I brainstormed a list of causes for lack of creativity and came up with: fear of failure, fear of transparency, feeling restricted by guidelines/formulas/word counts, burnout, real or imagined criticism, anxiety over deadlines, worry, feeling overwhelmed and stress about life in general. I’ll admit that for me, stress is the worst culprit and maybe yours is listed, too. Maybe recognizing it is the first step toward overcoming.

The good news is that we swim in a rich gene pool. Our Creator gave us the desire to write and it’s part of what makes us tick. We don’t create alone.

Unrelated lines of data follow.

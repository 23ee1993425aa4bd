//! Scheduling outcomes delivered through item promises.

use fnsched_model::{Resources, Status, StatusCode};
use serde::{Deserialize, Serialize};

/// Placement decision for one instance.
#[derive(Debug, Clone, Default, PartialEq, Serialize, Deserialize)]
#[serde(default)]
pub struct ScheduleResult {
    /// Owner of the selected unit (the node hosting it).
    pub id: String,
    /// The selected resource unit.
    pub unit_id: String,
    pub code: StatusCode,
    pub reason: String,
    /// Resources reserved on the unit.
    pub allocated: Resources,
    pub score: i64,
}

impl ScheduleResult {
    pub fn failure(code: StatusCode, reason: impl Into<String>) -> Self {
        Self {
            code,
            reason: reason.into(),
            ..Default::default()
        }
    }

    pub fn from_status(status: &Status) -> Self {
        Self::failure(status.code, status.message.clone())
    }

    pub fn is_success(&self) -> bool {
        self.code.is_success()
    }

    /// Success or already placed by an earlier round.
    pub fn is_placed(&self) -> bool {
        matches!(self.code, StatusCode::Success | StatusCode::InstanceAllocated)
    }
}

/// Outcome of a gang request, one result per scheduled member.
#[derive(Debug, Clone, Default, PartialEq, Serialize, Deserialize)]
#[serde(default)]
pub struct GroupScheduleResult {
    pub code: StatusCode,
    pub reason: String,
    pub results: Vec<ScheduleResult>,
}

impl GroupScheduleResult {
    pub fn failure(code: StatusCode, reason: impl Into<String>) -> Self {
        Self {
            code,
            reason: reason.into(),
            results: Vec::new(),
        }
    }

    /// Collect member results. The group takes the code of the first member
    /// that was neither placed nor already allocated.
    pub fn collect(results: Vec<ScheduleResult>) -> Self {
        let (code, reason) = match results.iter().find(|result| !result.is_placed()) {
            Some(failed) => (failed.code, format!("\n{}", failed.reason)),
            None => (StatusCode::Success, String::new()),
        };
        Self { code, reason, results }
    }
}

#[cfg(test)]
mod tests {
    use super::*;

    fn placed(unit: &str) -> ScheduleResult {
        ScheduleResult {
            id: "node-1".into(),
            unit_id: unit.into(),
            ..Default::default()
        }
    }

    #[test]
    fn test_collect_all_placed() {
        let allocated = ScheduleResult::failure(StatusCode::InstanceAllocated, "already there");
        let group = GroupScheduleResult::collect(vec![placed("pod-1"), allocated]);
        assert_eq!(group.code, StatusCode::Success);
        assert!(group.reason.is_empty());
        assert_eq!(group.results.len(), 2);
    }

    #[test]
    fn test_collect_takes_member_failure() {
        let group = GroupScheduleResult::collect(vec![
            placed("pod-1"),
            ScheduleResult::failure(StatusCode::ResourceNotEnough, "CPU: Not Enough"),
        ]);
        assert_eq!(group.code, StatusCode::ResourceNotEnough);
        assert_eq!(group.reason, "\nCPU: Not Enough");
    }

    #[test]
    fn test_result_json_shape() {
        let json = serde_json::to_value(placed("pod-1")).unwrap();
        assert_eq!(json["unit_id"], "pod-1");
        assert_eq!(json["code"], "SUCCESS");
    }
}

Here are some ideas for cures:

  • Read widely. Feeding your mind with interesting and thought-provoking material results in interesting and thought-provoking writing. These new ideas can blossom into a story idea or influence the direction of your WIP.
  • Write at the same time every day. This creates memory triggers that can flip on the power switch.
  • Enjoy beauty. Find a quiet place that you love and take time to meditate. Don’t write or think about your WIP. Take your lunch to the cemetery. It’s quiet and peaceful, and no one knows you’re there but God. Or listen to your favorite music without distractions, or take a scenic detour home from the grocery store and listen on your car stereo. It can help you get perspective.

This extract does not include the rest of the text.